• [Assignment]: When a line in the listing below contains the word "select", return a copy of that line.

• [Extracted data]:

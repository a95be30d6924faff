//! WGSL shaders
//!
//! Three pipelines share one vertex prelude (screen uniform, quad corner
//! formula, pixel to NDC conversion) and the shape and mask shaders share the
//! rounded-rectangle edge functions, so a shape's silhouette and its clip
//! mask are computed by the same code.
//!
//! Pipeline-overridable constants:
//! - shape: `TEXTURE`, `LIN_GRADIENT`, `RAD_GRADIENT` (flag bits), `GAMMA`,
//!   `GAMMA_SCALE` (tone curve)
//! - glyph: `ATLAS_SIDE`, `ATLAS_LAYERS`

use crate::renderer::RendererError;

/// Screen uniform, quad generator and transform helpers
macro_rules! vertex_prelude {
    () => {
        r#"
struct Screen {
    size: vec2<f32>,
    _padding: vec2<f32>,
}

@group(0) @binding(0) var<uniform> screen: Screen;

// Vertex index 0..6 to a unit-square corner:
// (1,1) (1,0) (0,0) and (0,0) (0,1) (1,1)
fn quad_corner(index: u32) -> vec2<f32> {
    let i = index % 6u;
    let x = select(0.0, 1.0, (1u + i) % 6u < 3u);
    let y = select(0.0, 1.0, (2u + i) % 6u < 3u);
    return vec2<f32>(x, y);
}

// Pixel space (top-left origin, Y down) to NDC
fn pixel_to_ndc(pixel: vec2<f32>) -> vec2<f32> {
    return (pixel / screen.size * 2.0 - 1.0) * vec2<f32>(1.0, -1.0);
}

fn rotate(v: vec2<f32>, angle: f32) -> vec2<f32> {
    let s = sin(angle);
    let c = cos(angle);
    return vec2<f32>(v.x * c - v.y * s, v.x * s + v.y * c);
}
"#
    };
}

/// Shape instance attributes (shape and mask pipelines read the same buffer)
macro_rules! shape_instance {
    () => {
        r#"
struct ShapeInstance {
    @location(0) position: vec2<f32>,
    @location(1) size: vec2<f32>,
    @location(2) rotation: f32,
    @location(3) color: vec4<f32>,
    @location(4) flags: u32,
    @location(5) round: vec2<f32>,
    @location(6) shadow: f32,
    @location(7) alpha: f32,
    @location(8) lin_gradient: vec4<f32>,
    @location(9) lin_color1: vec4<f32>,
    @location(10) lin_color2: vec4<f32>,
    @location(11) rad_gradient: vec4<f32>,
    @location(12) rad_color1: vec4<f32>,
    @location(13) rad_color2: vec4<f32>,
    @location(14) texture_tint: vec4<f32>,
    @location(15) shadow_alpha: f32,
}
"#
    };
}

/// Rounded-rectangle edge coverage
macro_rules! edge_functions {
    () => {
        r#"
// x: distance past the silhouette in pixels, y: 1.0 inside a corner region
fn edge_measure(local: vec2<f32>, half_size: vec2<f32>, radius: f32) -> vec2<f32> {
    let d = abs(local);
    let h = max(half_size, vec2<f32>(0.0));
    let r = clamp(radius, 0.0, min(h.x, h.y));
    let inner = h - vec2<f32>(r);
    if (d.x > inner.x && d.y > inner.y) {
        return vec2<f32>(length(d - inner) - r, 1.0);
    }
    return vec2<f32>(max(d.x - h.x, d.y - h.y), 0.0);
}

// Coverage multiplier, or a negative value to discard
fn edge_coverage(
    local: vec2<f32>,
    half_size: vec2<f32>,
    radius: f32,
    feather: f32,
    shadow: f32,
    shadow_alpha: f32,
) -> f32 {
    let m = edge_measure(local, half_size, radius);
    let excess = m.x;
    if (excess <= 0.0) {
        return 1.0;
    }
    if (shadow > 0.0) {
        let falloff = clamp(1.0 - excess / shadow, 0.0, 1.0);
        if (falloff <= 0.0) {
            return -1.0;
        }
        if (falloff < 1.0) {
            return falloff * shadow_alpha;
        }
        return falloff;
    }
    // Only corner arcs are feathered
    if (m.y > 0.5 && feather > 0.0) {
        let soft = clamp(1.0 - excess / feather, 0.0, 1.0);
        if (soft > 0.0) {
            return soft;
        }
    }
    return -1.0;
}
"#
    };
}

/// Shape pipeline: paint layers, rounded corners, shadow falloff
pub const SHAPE_SHADER: &str = concat!(
    r#"
// ============================================================================
// Lustre Shape Shader
// ============================================================================
"#,
    vertex_prelude!(),
    shape_instance!(),
    edge_functions!(),
    r#"
override TEXTURE: u32 = 1u;
override LIN_GRADIENT: u32 = 2u;
override RAD_GRADIENT: u32 = 4u;
override GAMMA: f32 = 1.0;
override GAMMA_SCALE: f32 = 1.0;

const GRADIENT_EPSILON: f32 = 0.0001;

struct ShapeVarying {
    @builtin(position) clip_position: vec4<f32>,
    // Offset from the center in the unrotated instance frame
    @location(0) local_offset: vec2<f32>,
    // Screen-space pixel position (gradients)
    @location(1) pixel_pos: vec2<f32>,
    @location(2) @interpolate(flat) size: vec2<f32>,
    @location(3) @interpolate(flat) color: vec4<f32>,
    @location(4) @interpolate(flat) flags: u32,
    @location(5) @interpolate(flat) round: vec2<f32>,
    // shadow, alpha, shadow_alpha, unused
    @location(6) @interpolate(flat) params: vec4<f32>,
    @location(7) @interpolate(flat) lin_gradient: vec4<f32>,
    @location(8) @interpolate(flat) lin_color1: vec4<f32>,
    @location(9) @interpolate(flat) lin_color2: vec4<f32>,
    @location(10) @interpolate(flat) rad_gradient: vec4<f32>,
    @location(11) @interpolate(flat) rad_color1: vec4<f32>,
    @location(12) @interpolate(flat) rad_color2: vec4<f32>,
    @location(13) @interpolate(flat) texture_tint: vec4<f32>,
}

@group(1) @binding(0) var color_texture: texture_2d<f32>;
@group(1) @binding(1) var color_sampler: sampler;

@vertex
fn vs_main(
    @builtin(vertex_index) vertex_index: u32,
    instance: ShapeInstance,
) -> ShapeVarying {
    var out: ShapeVarying;

    let shadow = max(instance.shadow, 0.0);
    let extent = max(instance.size, vec2<f32>(0.0)) + vec2<f32>(2.0 * shadow);
    let local_offset = extent * (quad_corner(vertex_index) - 0.5);
    let pixel_pos = instance.position + rotate(local_offset, instance.rotation);

    out.clip_position = vec4<f32>(pixel_to_ndc(pixel_pos), 0.0, 1.0);
    out.local_offset = local_offset;
    out.pixel_pos = pixel_pos;
    out.size = abs(instance.size);
    out.color = instance.color;
    out.flags = instance.flags;
    out.round = instance.round;
    out.params = vec4<f32>(instance.shadow, instance.alpha, instance.shadow_alpha, 0.0);
    out.lin_gradient = instance.lin_gradient;
    out.lin_color1 = instance.lin_color1;
    out.lin_color2 = instance.lin_color2;
    out.rad_gradient = instance.rad_gradient;
    out.rad_color1 = instance.rad_color1;
    out.rad_color2 = instance.rad_color2;
    out.texture_tint = instance.texture_tint;
    return out;
}

@fragment
fn fs_main(in: ShapeVarying) -> @location(0) vec4<f32> {
    var color = vec3<f32>(0.0);
    var max_alpha = 0.0;

    // Paint layers: texture, radial, linear, flat
    if ((in.flags & TEXTURE) != 0u) {
        let uv = in.local_offset / max(in.size, vec2<f32>(GRADIENT_EPSILON)) + 0.5;
        let s = textureSampleLevel(color_texture, color_sampler, uv, 0.0) * in.texture_tint;
        color = mix(color, s.rgb, vec3<f32>(s.a));
        max_alpha = max(max_alpha, s.a);
    }

    if ((in.flags & RAD_GRADIENT) != 0u) {
        let p1 = in.rad_gradient.xy;
        let p2 = in.rad_gradient.zw;
        let t = distance(p1, in.pixel_pos) / max(distance(p1, p2), GRADIENT_EPSILON);
        let c = mix(in.rad_color1, in.rad_color2, vec4<f32>(t));
        color = mix(color, c.rgb, vec3<f32>(c.a));
        max_alpha = max(max_alpha, c.a);
    }

    if ((in.flags & LIN_GRADIENT) != 0u) {
        let p1 = in.lin_gradient.xy;
        let axis = in.lin_gradient.zw - p1;
        let len_sq = dot(axis, axis);
        var t = 0.0;
        if (len_sq > GRADIENT_EPSILON) {
            t = clamp(dot(in.pixel_pos - p1, axis) / len_sq, 0.0, 1.0);
        }
        let c = mix(in.lin_color1, in.lin_color2, vec4<f32>(t));
        color = mix(color, c.rgb, vec3<f32>(c.a));
        max_alpha = max(max_alpha, c.a);
    }

    color = mix(color, in.color.rgb, vec3<f32>(in.color.a));
    max_alpha = max(max_alpha, in.color.a);

    let coverage = edge_coverage(
        in.local_offset,
        in.size * 0.5,
        in.round.x,
        in.round.y,
        in.params.x,
        in.params.z,
    );
    if (coverage < 0.0) {
        discard;
    }
    max_alpha *= coverage;

    if (GAMMA != 1.0 || GAMMA_SCALE != 1.0) {
        color = pow(max(color, vec3<f32>(0.0)), vec3<f32>(GAMMA)) * GAMMA_SCALE;
    }

    return vec4<f32>(color, max_alpha * in.params.y);
}
"#
);

/// Glyph pipeline: flat color masked by the layered coverage atlas
pub const GLYPH_SHADER: &str = concat!(
    r#"
// ============================================================================
// Lustre Glyph Shader
// ============================================================================
"#,
    vertex_prelude!(),
    r#"
override ATLAS_SIDE: f32 = 2048.0;
// Layers beyond the bound atlas read as zero coverage
override ATLAS_LAYERS: u32 = 1u;

struct GlyphInstance {
    @location(0) position: vec2<f32>,
    @location(1) size: vec2<f32>,
    @location(2) color: vec4<f32>,
    // Atlas texel offset (xy) and layer (z)
    @location(3) uvd: vec3<f32>,
    @location(4) origin: vec2<f32>,
    @location(5) rotation: f32,
}

struct GlyphVarying {
    @builtin(position) clip_position: vec4<f32>,
    @location(0) uv: vec2<f32>,
    @location(1) @interpolate(flat) layer: u32,
    @location(2) @interpolate(flat) color: vec4<f32>,
}

@group(1) @binding(0) var atlas: texture_2d_array<f32>;
@group(1) @binding(1) var atlas_sampler: sampler;

@vertex
fn vs_main(
    @builtin(vertex_index) vertex_index: u32,
    instance: GlyphInstance,
) -> GlyphVarying {
    var out: GlyphVarying;

    let corner = quad_corner(vertex_index);
    let pixel = instance.position + corner * instance.size;
    // Rigid rotation about the run origin
    let rotated = instance.origin + rotate(pixel - instance.origin, instance.rotation);

    out.clip_position = vec4<f32>(pixel_to_ndc(rotated), 0.0, 1.0);
    out.uv = (instance.uvd.xy + corner * instance.size) / max(ATLAS_SIDE, 1.0);
    out.layer = u32(max(instance.uvd.z, 0.0));
    out.color = instance.color;
    return out;
}

@fragment
fn fs_main(in: GlyphVarying) -> @location(0) vec4<f32> {
    var coverage = 0.0;
    if (in.layer < ATLAS_LAYERS) {
        coverage = textureSampleLevel(atlas, atlas_sampler, in.uv, in.layer, 0.0).r;
    }
    return vec4<f32>(in.color.rgb, in.color.a * coverage);
}
"#
);

/// Mask pipeline: silhouette only, writes the stencil buffer
pub const MASK_SHADER: &str = concat!(
    r#"
// ============================================================================
// Lustre Mask Shader
// ============================================================================
"#,
    vertex_prelude!(),
    shape_instance!(),
    edge_functions!(),
    r#"
// Stencil is binary: softer fragments leave it untouched
const MASK_THRESHOLD: f32 = 0.5;

struct MaskVarying {
    @builtin(position) clip_position: vec4<f32>,
    @location(0) local_offset: vec2<f32>,
    @location(1) @interpolate(flat) half_size: vec2<f32>,
    @location(2) @interpolate(flat) round: vec2<f32>,
}

@vertex
fn vs_main(
    @builtin(vertex_index) vertex_index: u32,
    instance: ShapeInstance,
) -> MaskVarying {
    var out: MaskVarying;

    // No shadow expansion: the mask is the exact silhouette
    let extent = max(instance.size, vec2<f32>(0.0));
    let local_offset = extent * (quad_corner(vertex_index) - 0.5);
    let pixel_pos = instance.position + rotate(local_offset, instance.rotation);

    out.clip_position = vec4<f32>(pixel_to_ndc(pixel_pos), 0.0, 1.0);
    out.local_offset = local_offset;
    out.half_size = extent * 0.5;
    out.round = instance.round;
    return out;
}

@fragment
fn fs_main(in: MaskVarying) -> @location(0) vec4<f32> {
    let coverage = edge_coverage(in.local_offset, in.half_size, in.round.x, in.round.y, 0.0, 1.0);
    if (coverage < MASK_THRESHOLD) {
        discard;
    }
    return vec4<f32>(0.0);
}
"#
);

/// Every shader with its label
pub const ALL_SHADERS: [(&str, &str); 3] = [
    ("shape", SHAPE_SHADER),
    ("glyph", GLYPH_SHADER),
    ("mask", MASK_SHADER),
];

/// Parse and validate a WGSL source with naga
pub fn validate(name: &str, source: &str) -> Result<naga::Module, RendererError> {
    let module = naga::front::wgsl::parse_str(source).map_err(|e| RendererError::ShaderError {
        name: name.to_string(),
        message: e.emit_to_string(source),
    })?;

    naga::valid::Validator::new(
        naga::valid::ValidationFlags::all(),
        naga::valid::Capabilities::all(),
    )
    .validate(&module)
    .map_err(|e| RendererError::ShaderError {
        name: name.to_string(),
        message: e.to_string(),
    })?;

    tracing::debug!("validated {} shader", name);
    Ok(module)
}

• [Expected answer]:
    let x = select(0.0, 1.0, (1u + i) % 6u < 3u);
    let y = select(0.0, 1.0, (2u + i) % 6u < 3u);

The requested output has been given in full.